**What you should do**
From the line with "use chrono::Utc;" through the line with "with a shared", inclusive, return each line of the data below exactly and leave the rest out.

══════════════════════════════

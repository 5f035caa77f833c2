//! Account model: a named participant holding a coin balance.

use chrono::{DateTime, Utc};
use serde::{Deserialize, Serialize};

use crate::AccountId;

/// A ledger account. Identity and name are immutable after creation; the
/// balance is mutated only by the account store inside an atomic unit.
///
/// The balance is a `u64`, so a negative balance is unrepresentable —
/// non-negativity is enforced by construction plus checked arithmetic,
/// not by a runtime assertion.
#[derive(Debug, Clone, PartialEq, Eq, Serialize, Deserialize)]
pub struct Account {
    /// Unique, immutable identity.
    pub id: AccountId,
    /// Unique, immutable display name.
    pub name: String,
    /// Current coin balance. Never negative.
    pub balance: u64,
    /// When the account was created (first referenced).
    pub created_at: DateTime<Utc>,
}

impl Account {
    /// Create an account with its initial grant. This is the only way new
    /// coins enter circulation.
    #[must_use]
    pub fn with_grant(id: AccountId, name: impl Into<String>, grant: u64) -> Self {
        Self {
            id,
            name: name.into(),
            balance: grant,
            created_at: Utc::now(),
        }
    }
}
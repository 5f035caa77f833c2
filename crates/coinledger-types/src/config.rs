//! Ledger configuration: initial grant and price catalog.

use serde::{Deserialize, Serialize};

use crate::{LedgerError, PriceCatalog, Result, constants};

/// Process-level ledger configuration, supplied at startup. The ledger
/// treats it as read-only input for its whole lifetime.
#[derive(Debug, Clone, PartialEq, Eq, Serialize, Deserialize)]
pub struct LedgerConfig {
    /// Coins granted to every new account on creation. The only way new
    /// coins enter circulation.
    pub initial_grant: u64,
    /// Item-name → unit-price mapping for purchases.
    pub catalog: PriceCatalog,
}

impl LedgerConfig {
    /// Parse a configuration from a JSON document.
    ///
    /// # Errors
    /// Returns [`LedgerError::Configuration`] on parse failure or when
    /// [`Self::validate`] rejects the parsed values.
    pub fn from_json(json: &str) -> Result<Self> {
        let config: Self = serde_json::from_str(json)
            .map_err(|err| LedgerError::Configuration(err.to_string()))?;
        config.validate()?;
        Ok(config)
    }

    /// Validate configured values.
    ///
    /// # Errors
    /// Returns [`LedgerError::Configuration`] when the initial grant is
    /// zero. Catalog entries are validated when the catalog is built.
    pub fn validate(&self) -> Result<()> {
        if self.initial_grant == 0 {
            return Err(LedgerError::Configuration(
                "initial_grant must be positive".into(),
            ));
        }
        if let Some((item, _)) = self.catalog.iter().find(|(_, price)| *price == 0) {
            return Err(LedgerError::Configuration(format!(
                "catalog item {item:?} has zero price"
            )));
        }
        Ok(())
    }
}

impl Default for LedgerConfig {
    fn default() -> Self {
        Self {
            initial_grant: constants::INITIAL_GRANT,
            catalog: PriceCatalog::default(),
        }
    }
}
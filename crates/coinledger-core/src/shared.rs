//! Concurrent handle over the ledger core.
//!
//! One `tokio::sync::RwLock` guards the whole ledger: writers serialize,
//! readers share. That single serialization point is what linearizes
//! operations on the same account — two concurrent transfers from one
//! sender run one after the other, so the second sees the first's debit
//! and the classic lost-update race cannot happen.
//!
//! Every atomic unit runs synchronously while the lock is held, with no
//! await point between first mutation and commit. A caller cancelled
//! before acquiring the lock has changed nothing; once the unit returns,
//! the commit is complete and cancellation has no effect.

use std::sync::Arc;

use tokio::sync::RwLock;

use coinledger_types::{
    Account, AccountId, InventoryLine, Purchase, Result, TransferRecord, WalletInfo,
};

use crate::Ledger;

/// Cheaply cloneable, task-safe handle to a [`Ledger`].
#[derive(Clone)]
pub struct SharedLedger {
    inner: Arc<RwLock<Ledger>>,
}

impl SharedLedger {
    /// Wrap a ledger for shared use.
    #[must_use]
    pub fn new(ledger: Ledger) -> Self {
        Self {
            inner: Arc::new(RwLock::new(ledger)),
        }
    }

    /// See [`Ledger::ensure_account`].
    pub async fn ensure_account(&self, name: &str) -> Result<Account> {
        self.inner.write().await.ensure_account(name)
    }

    /// See [`Ledger::create_account`].
    pub async fn create_account(&self, name: &str) -> Result<Account> {
        self.inner.write().await.create_account(name)
    }

    /// See [`Ledger::account`].
    pub async fn account(&self, id: AccountId) -> Result<Account> {
        self.inner.read().await.account(id)
    }

    /// See [`Ledger::account_by_name`].
    pub async fn account_by_name(&self, name: &str) -> Result<Account> {
        self.inner.read().await.account_by_name(name)
    }

    /// See [`Ledger::buy`].
    pub async fn buy(&self, buyer: AccountId, item: &str, quantity: u64) -> Result<Purchase> {
        self.inner.write().await.buy(buyer, item, quantity)
    }

    /// See [`Ledger::buy_one`].
    pub async fn buy_one(&self, buyer: AccountId, item: &str) -> Result<Purchase> {
        self.inner.write().await.buy_one(buyer, item)
    }

    /// See [`Ledger::transfer`].
    pub async fn transfer(
        &self,
        from: AccountId,
        to_name: &str,
        amount: u64,
    ) -> Result<TransferRecord> {
        self.inner.write().await.transfer(from, to_name, amount)
    }

    /// See [`Ledger::wallet_info`].
    pub async fn wallet_info(&self, id: AccountId) -> Result<WalletInfo> {
        self.inner.read().await.wallet_info(id)
    }

    /// See [`Ledger::inventory`].
    pub async fn inventory(&self, id: AccountId) -> Result<Vec<InventoryLine>> {
        self.inner.read().await.inventory(id)
    }

    /// See [`Ledger::verify_conservation`].
    pub async fn verify_conservation(&self) -> Result<()> {
        self.inner.read().await.verify_conservation()
    }
}

#[cfg(test)]
mod tests {
    use super::*;
    use coinledger_types::LedgerError;

    fn shared_with(names: &[&str]) -> (SharedLedger, Vec<AccountId>) {
        let mut ledger = Ledger::with_defaults();
        let ids = names
            .iter()
            .map(|name| ledger.create_account(name).unwrap().id)
            .collect();
        (SharedLedger::new(ledger), ids)
    }

    #[tokio::test(flavor = "multi_thread", worker_threads = 4)]
    async fn concurrent_transfer_race_exactly_one_wins() {
        let (shared, ids) = shared_with(&["alice", "bob"]);
        let alice = ids[0];

        // Two concurrent 600-coin transfers from a 1000-coin account:
        // individually valid, jointly unaffordable.
        let a = {
            let shared = shared.clone();
            tokio::spawn(async move { shared.transfer(alice, "bob", 600).await })
        };
        let b = {
            let shared = shared.clone();
            tokio::spawn(async move { shared.transfer(alice, "bob", 600).await })
        };
        let results = [a.await.unwrap(), b.await.unwrap()];

        let oks = results.iter().filter(|r| r.is_ok()).count();
        assert_eq!(oks, 1, "exactly one transfer must win");
        let err = results
            .iter()
            .find_map(|r| r.as_ref().err())
            .expect("one transfer must lose");
        assert!(matches!(err, LedgerError::InsufficientFunds { .. }));

        assert_eq!(shared.account(alice).await.unwrap().balance, 400);
        assert_eq!(shared.account(ids[1]).await.unwrap().balance, 1600);
        shared.verify_conservation().await.unwrap();
    }

    #[tokio::test(flavor = "multi_thread", worker_threads = 8)]
    async fn concurrent_mixed_workload_conserves_supply() {
        let names = ["a", "b", "c", "d"];
        let (shared, ids) = shared_with(&names);

        let mut tasks = Vec::new();
        for (i, id) in ids.iter().copied().enumerate() {
            let shared = shared.clone();
            let to = names[(i + 1) % names.len()].to_string();
            tasks.push(tokio::spawn(async move {
                for round in 0..50 {
                    if round % 3 == 0 {
                        let _ = shared.buy(id, "pen", 1).await;
                    } else {
                        let _ = shared.transfer(id, &to, 7).await;
                    }
                }
            }));
        }
        for task in tasks {
            task.await.unwrap();
        }

        shared.verify_conservation().await.unwrap();
    }

    #[tokio::test]
    async fn reader_never_sees_half_a_transfer() {
        let (shared, ids) = shared_with(&["alice", "bob"]);
        let alice = ids[0];

        let writer = {
            let shared = shared.clone();
            tokio::spawn(async move {
                for _ in 0..100 {
                    shared.transfer(alice, "bob", 1).await.unwrap();
                }
            })
        };

        // Balance and movement count must always agree: each committed
        // transfer is one movement and one debited coin.
        for _ in 0..100 {
            let info = shared.wallet_info(alice).await.unwrap();
            let outbound = u64::try_from(info.movements.len()).unwrap();
            assert_eq!(info.balance, 1000 - outbound);
        }
        writer.await.unwrap();

        let info = shared.wallet_info(alice).await.unwrap();
        assert_eq!(info.balance, 900);
        assert_eq!(info.movements.len(), 100);
    }

    #[tokio::test]
    async fn ensure_account_is_concurrent_safe() {
        let shared = SharedLedger::new(Ledger::with_defaults());

        let mut tasks = Vec::new();
        for _ in 0..8 {
            let shared = shared.clone();
            tasks.push(tokio::spawn(
                async move { shared.ensure_account("alice").await },
            ));
        }
        let mut ids = Vec::new();
        for task in tasks {
            ids.push(task.await.unwrap().unwrap().id);
        }

        // All callers resolved to the same account, one grant total.
        assert!(ids.windows(2).all(|w| w[0] == w[1]));
        shared.verify_conservation().await.unwrap();
    }
}
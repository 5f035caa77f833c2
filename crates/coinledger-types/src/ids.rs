//! Typed identifiers used throughout coinledger.
//!
//! Account identity is a plain sequential integer carried end-to-end as a
//! newtype. Keeping it integral (never a float, never a stringly claim)
//! rules out the precision-loss bugs that untyped token payloads invite.

use std::fmt;

use serde::{Deserialize, Serialize};

// ---------------------------------------------------------------------------
// AccountId
// ---------------------------------------------------------------------------

/// Unique identifier for an account. Assigned sequentially by the account
/// store, starting at 1; immutable for the lifetime of the account.
#[derive(Debug, Clone, Copy, PartialEq, Eq, Hash, Ord, PartialOrd, Serialize, Deserialize)]
#[serde(transparent)]
pub struct AccountId(pub u64);

impl fmt::Display for AccountId {
    fn fmt(&self, f: &mut fmt::Formatter<'_>) -> fmt::Result {
        write!(f, "account:{}", self.0)
    }
}

// ---------------------------------------------------------------------------
// RecordId
// ---------------------------------------------------------------------------

/// Identifier for a history record (purchase or transfer). Sequential per
/// history store; later records always carry larger ids, which gives a
/// total order for newest-first views even when timestamps collide.
#[derive(Debug, Clone, Copy, PartialEq, Eq, Hash, Ord, PartialOrd, Serialize, Deserialize)]
#[serde(transparent)]
pub struct RecordId(pub u64);

impl RecordId {
    #[must_use]
    pub fn next(self) -> Self {
        Self(self.0 + 1)
    }
}

impl fmt::Display for RecordId {
    fn fmt(&self, f: &mut fmt::Formatter<'_>) -> fmt::Result {
        write!(f, "rec:{}", self.0)
    }
}
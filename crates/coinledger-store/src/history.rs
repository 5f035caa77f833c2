//! History store: append-only record of purchases and transfers.
//!
//! Appends are naturally conflict-free across records, but an append and
//! its matching balance mutation must land in the same atomic unit — the
//! ledger core owns that pairing and rolls the balance back if an append
//! fails. The fault hook below lets tests exercise exactly that path.

use std::collections::BTreeMap;

use chrono::Utc;
use coinledger_types::{
    AccountId, CoinMovement, InventoryLine, LedgerError, Purchase, RecordId, Result,
    TransferKind, TransferRecord,
};

/// Append-only store of purchase and transfer records with a shared
/// sequential [`RecordId`] space.
#[derive(Debug)]
pub struct HistoryStore {
    purchases: Vec<Purchase>,
    transfers: Vec<TransferRecord>,
    next_id: u64,
    /// Armed append failures remaining. Nonzero only in tests.
    fail_next_appends: u32,
}

impl HistoryStore {
    /// Create an empty history store.
    #[must_use]
    pub fn new() -> Self {
        Self {
            purchases: Vec::new(),
            transfers: Vec::new(),
            next_id: 1,
            fail_next_appends: 0,
        }
    }

    /// Arm `n` append failures: each of the next `n` appends returns
    /// [`LedgerError::Storage`] without writing anything.
    #[cfg(any(test, feature = "test-helpers"))]
    pub fn fail_next_appends(&mut self, n: u32) {
        self.fail_next_appends = n;
    }

    fn take_fault(&mut self) -> Result<()> {
        if self.fail_next_appends > 0 {
            self.fail_next_appends -= 1;
            return Err(LedgerError::Storage {
                reason: "injected append failure".into(),
            });
        }
        Ok(())
    }

    fn next_record_id(&mut self) -> RecordId {
        let id = RecordId(self.next_id);
        self.next_id += 1;
        id
    }

    /// Append a purchase record. The record is immutable once this returns.
    ///
    /// # Errors
    /// Returns [`LedgerError::Storage`] on append failure; nothing is
    /// written in that case.
    pub fn append_purchase(
        &mut self,
        account: AccountId,
        item: &str,
        unit_price: u64,
        quantity: u64,
    ) -> Result<Purchase> {
        self.take_fault()?;
        let record = Purchase {
            id: self.next_record_id(),
            account,
            item: item.to_string(),
            unit_price,
            quantity,
            created_at: Utc::now(),
        };
        self.purchases.push(record.clone());
        Ok(record)
    }

    /// Append a transfer record. The record is immutable once this returns.
    ///
    /// # Errors
    /// Returns [`LedgerError::Storage`] on append failure; nothing is
    /// written in that case.
    pub fn append_transfer(
        &mut self,
        from: AccountId,
        to: AccountId,
        amount: u64,
    ) -> Result<TransferRecord> {
        self.take_fault()?;
        let record = TransferRecord {
            id: self.next_record_id(),
            from,
            to,
            amount,
            kind: TransferKind::Transfer,
            created_at: Utc::now(),
        };
        self.transfers.push(record.clone());
        Ok(record)
    }

    /// All movements touching `account`, signed relative to it, newest
    /// first. Ties on timestamp break by descending record id, so the
    /// order is total and stable.
    #[must_use]
    pub fn movements_for(&self, account: AccountId) -> Vec<CoinMovement> {
        let mut movements: Vec<CoinMovement> = self
            .transfers
            .iter()
            .filter_map(|t| {
                let amount = i64::try_from(t.amount).unwrap_or(i64::MAX);
                if t.from == account {
                    Some(CoinMovement {
                        record_id: t.id,
                        counterparty: t.to,
                        amount: -amount,
                        kind: t.kind,
                        created_at: t.created_at,
                    })
                } else if t.to == account {
                    Some(CoinMovement {
                        record_id: t.id,
                        counterparty: t.from,
                        amount,
                        kind: t.kind,
                        created_at: t.created_at,
                    })
                } else {
                    None
                }
            })
            .collect();
        movements.sort_by(|a, b| {
            (b.created_at, b.record_id).cmp(&(a.created_at, a.record_id))
        });
        movements
    }

    /// Aggregate an account's purchases by item name, sorted by item name.
    #[must_use]
    pub fn inventory_for(&self, account: AccountId) -> Vec<InventoryLine> {
        let mut totals: BTreeMap<&str, u64> = BTreeMap::new();
        for p in self.purchases.iter().filter(|p| p.account == account) {
            *totals.entry(p.item.as_str()).or_default() += p.quantity;
        }
        totals
            .into_iter()
            .map(|(item, quantity)| InventoryLine {
                item: item.to_string(),
                quantity,
            })
            .collect()
    }

    /// All purchase records for an account, oldest first.
    #[must_use]
    pub fn purchases_for(&self, account: AccountId) -> Vec<&Purchase> {
        self.purchases
            .iter()
            .filter(|p| p.account == account)
            .collect()
    }

    /// Coins an account has spent on purchases, in total.
    #[must_use]
    pub fn spent_by(&self, account: AccountId) -> u64 {
        self.purchases
            .iter()
            .filter(|p| p.account == account)
            .map(Purchase::total_cost)
            .sum()
    }

    /// Coins spent on purchases across all accounts. Purchases are the
    /// only way coins leave circulation, so this is the destroyed side of
    /// the conservation invariant.
    #[must_use]
    pub fn total_spent(&self) -> u64 {
        self.purchases.iter().map(Purchase::total_cost).sum()
    }

    /// Number of committed records (purchases plus transfers).
    #[must_use]
    pub fn len(&self) -> usize {
        self.purchases.len() + self.transfers.len()
    }

    /// Whether no record has been committed yet.
    #[must_use]
    pub fn is_empty(&self) -> bool {
        self.purchases.is_empty() && self.transfers.is_empty()
    }
}

impl Default for HistoryStore {
    fn default() -> Self {
        Self::new()
    }
}
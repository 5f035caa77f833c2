//! Account store: the durable home for account identity and balance.
//!
//! The store is the single owner of every [`Account`]; nothing outside the
//! ledger core mutates balances, and the core only does so through the
//! checked `debit`/`credit` pair inside an atomic unit. Both operations
//! leave the balance untouched on failure.

use std::collections::HashMap;

use coinledger_types::{Account, AccountId, LedgerError, Result};

/// In-memory account store with a unique-name index.
///
/// Identity assignment is sequential starting at 1, mirroring a serial
/// primary key. `granted` accumulates every initial grant ever handed out,
/// which is the fixed-supply side of the conservation invariant.
#[derive(Debug)]
pub struct AccountStore {
    accounts: HashMap<AccountId, Account>,
    by_name: HashMap<String, AccountId>,
    next_id: u64,
    initial_grant: u64,
    granted: u64,
}

impl AccountStore {
    /// Create an empty store. Every account created later starts with
    /// `initial_grant` coins.
    #[must_use]
    pub fn new(initial_grant: u64) -> Self {
        Self {
            accounts: HashMap::new(),
            by_name: HashMap::new(),
            next_id: 1,
            initial_grant,
            granted: 0,
        }
    }

    /// Create an account with the configured initial grant.
    ///
    /// # Errors
    /// Returns [`LedgerError::NameTaken`] if the name is already in use.
    pub fn create(&mut self, name: &str) -> Result<Account> {
        if self.by_name.contains_key(name) {
            return Err(LedgerError::NameTaken {
                name: name.to_string(),
            });
        }
        let id = AccountId(self.next_id);
        self.next_id += 1;

        let account = Account::with_grant(id, name, self.initial_grant);
        self.by_name.insert(account.name.clone(), id);
        self.accounts.insert(id, account.clone());
        self.granted += self.initial_grant;

        tracing::info!(account = %id, name, grant = self.initial_grant, "Account created");
        Ok(account)
    }

    /// Look up an account by identity.
    ///
    /// # Errors
    /// Returns [`LedgerError::AccountNotFound`] if absent.
    pub fn get(&self, id: AccountId) -> Result<&Account> {
        self.accounts
            .get(&id)
            .ok_or(LedgerError::AccountNotFound(id))
    }

    /// Look up an account by display name.
    ///
    /// # Errors
    /// Returns [`LedgerError::NameNotFound`] if absent.
    pub fn get_by_name(&self, name: &str) -> Result<&Account> {
        let id = self.by_name.get(name).ok_or_else(|| LedgerError::NameNotFound {
            name: name.to_string(),
        })?;
        self.get(*id)
    }

    /// Subtract `amount` coins from an account.
    ///
    /// The precondition `balance ≥ amount` is checked and applied against
    /// the same borrowed entry, so no concurrent mutation can interleave.
    ///
    /// # Errors
    /// - [`LedgerError::AccountNotFound`] if the account is absent.
    /// - [`LedgerError::InsufficientFunds`] if the balance is too small;
    ///   the balance is unchanged.
    pub fn debit(&mut self, id: AccountId, amount: u64) -> Result<()> {
        let account = self
            .accounts
            .get_mut(&id)
            .ok_or(LedgerError::AccountNotFound(id))?;
        if account.balance < amount {
            return Err(LedgerError::InsufficientFunds {
                needed: amount,
                available: account.balance,
            });
        }
        account.balance -= amount;
        Ok(())
    }

    /// Add `amount` coins to an account.
    ///
    /// # Errors
    /// - [`LedgerError::AccountNotFound`] if the account is absent.
    /// - [`LedgerError::BalanceOverflow`] if the balance would overflow;
    ///   the balance is unchanged.
    pub fn credit(&mut self, id: AccountId, amount: u64) -> Result<()> {
        let account = self
            .accounts
            .get_mut(&id)
            .ok_or(LedgerError::AccountNotFound(id))?;
        account.balance = account
            .balance
            .checked_add(amount)
            .ok_or(LedgerError::BalanceOverflow)?;
        Ok(())
    }

    /// Sum of all current balances.
    #[must_use]
    pub fn total_supply(&self) -> u64 {
        self.accounts.values().map(|a| a.balance).sum()
    }

    /// Sum of all initial grants ever handed out.
    #[must_use]
    pub fn total_granted(&self) -> u64 {
        self.granted
    }

    /// Number of accounts.
    #[must_use]
    pub fn len(&self) -> usize {
        self.accounts.len()
    }

    /// Whether the store is empty.
    #[must_use]
    pub fn is_empty(&self) -> bool {
        self.accounts.is_empty()
    }

    /// Iterate all accounts (unspecified order).
    pub fn iter(&self) -> impl Iterator<Item = &Account> {
        self.accounts.values()
    }
}
//! Wallet query service: read-only composition over the two stores.
//!
//! Every query resolves the account first and then reads history, so a
//! missing account fails the whole query — callers get the full composed
//! view or nothing. The functions take `&` stores and perform no mutation;
//! repeated calls with no intervening write return identical results.

use coinledger_store::{AccountStore, HistoryStore};
use coinledger_types::{AccountId, InventoryLine, Result, WalletInfo};

/// Compose an account's current balance with its signed movement history,
/// newest-first.
///
/// # Errors
/// Returns [`coinledger_types::LedgerError::AccountNotFound`] if the
/// account does not exist.
pub fn wallet_info(
    accounts: &AccountStore,
    history: &HistoryStore,
    id: AccountId,
) -> Result<WalletInfo> {
    let balance = accounts.get(id)?.balance;
    let movements = history.movements_for(id);
    tracing::debug!(account = %id, balance, movements = movements.len(), "Wallet view composed");
    Ok(WalletInfo { balance, movements })
}

/// Aggregate an account's purchases into inventory lines, sorted by item
/// name.
///
/// # Errors
/// Returns [`coinledger_types::LedgerError::AccountNotFound`] if the
/// account does not exist.
pub fn inventory(
    accounts: &AccountStore,
    history: &HistoryStore,
    id: AccountId,
) -> Result<Vec<InventoryLine>> {
    accounts.get(id)?;
    Ok(history.inventory_for(id))
}

#[cfg(test)]
mod tests {
    use super::*;
    use coinledger_types::LedgerError;

    fn stores() -> (AccountStore, HistoryStore) {
        (AccountStore::new(1000), HistoryStore::new())
    }

    #[test]
    fn missing_account_fails_whole_query() {
        let (accounts, history) = stores();
        let err = wallet_info(&accounts, &history, AccountId(9)).unwrap_err();
        assert!(matches!(err, LedgerError::AccountNotFound(_)));
        let err = inventory(&accounts, &history, AccountId(9)).unwrap_err();
        assert!(matches!(err, LedgerError::AccountNotFound(_)));
    }

    #[test]
    fn fresh_account_has_empty_views() {
        let (mut accounts, history) = stores();
        let id = accounts.create("alice").unwrap().id;

        let info = wallet_info(&accounts, &history, id).unwrap();
        assert_eq!(info.balance, 1000);
        assert!(info.movements.is_empty());
        assert!(inventory(&accounts, &history, id).unwrap().is_empty());
    }

    #[test]
    fn wallet_view_splits_directions() {
        let (mut accounts, mut history) = stores();
        let alice = accounts.create("alice").unwrap().id;
        let bob = accounts.create("bob").unwrap().id;

        history.append_transfer(alice, bob, 100).unwrap();
        history.append_transfer(bob, alice, 40).unwrap();

        let info = wallet_info(&accounts, &history, alice).unwrap();
        assert_eq!(info.received().len(), 1);
        assert_eq!(info.received()[0].amount, 40);
        assert_eq!(info.sent().len(), 1);
        assert_eq!(info.sent()[0].amount, -100);
    }

    #[test]
    fn reads_do_not_mutate() {
        let (mut accounts, mut history) = stores();
        let alice = accounts.create("alice").unwrap().id;
        let bob = accounts.create("bob").unwrap().id;
        history.append_transfer(alice, bob, 10).unwrap();
        history.append_purchase(alice, "cup", 20, 1).unwrap();

        let first = wallet_info(&accounts, &history, alice).unwrap();
        let second = wallet_info(&accounts, &history, alice).unwrap();
        assert_eq!(first, second);

        let inv_first = inventory(&accounts, &history, alice).unwrap();
        let inv_second = inventory(&accounts, &history, alice).unwrap();
        assert_eq!(inv_first, inv_second);
    }
}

══════════════════════════════

**Answer box**
use chrono::Utc;
use coinledger_types::{
    AccountId, CoinMovement, InventoryLine, LedgerError, Purchase, RecordId, Result,
    TransferKind, TransferRecord,
};

/// Append-only store of purchase and transfer records with a shared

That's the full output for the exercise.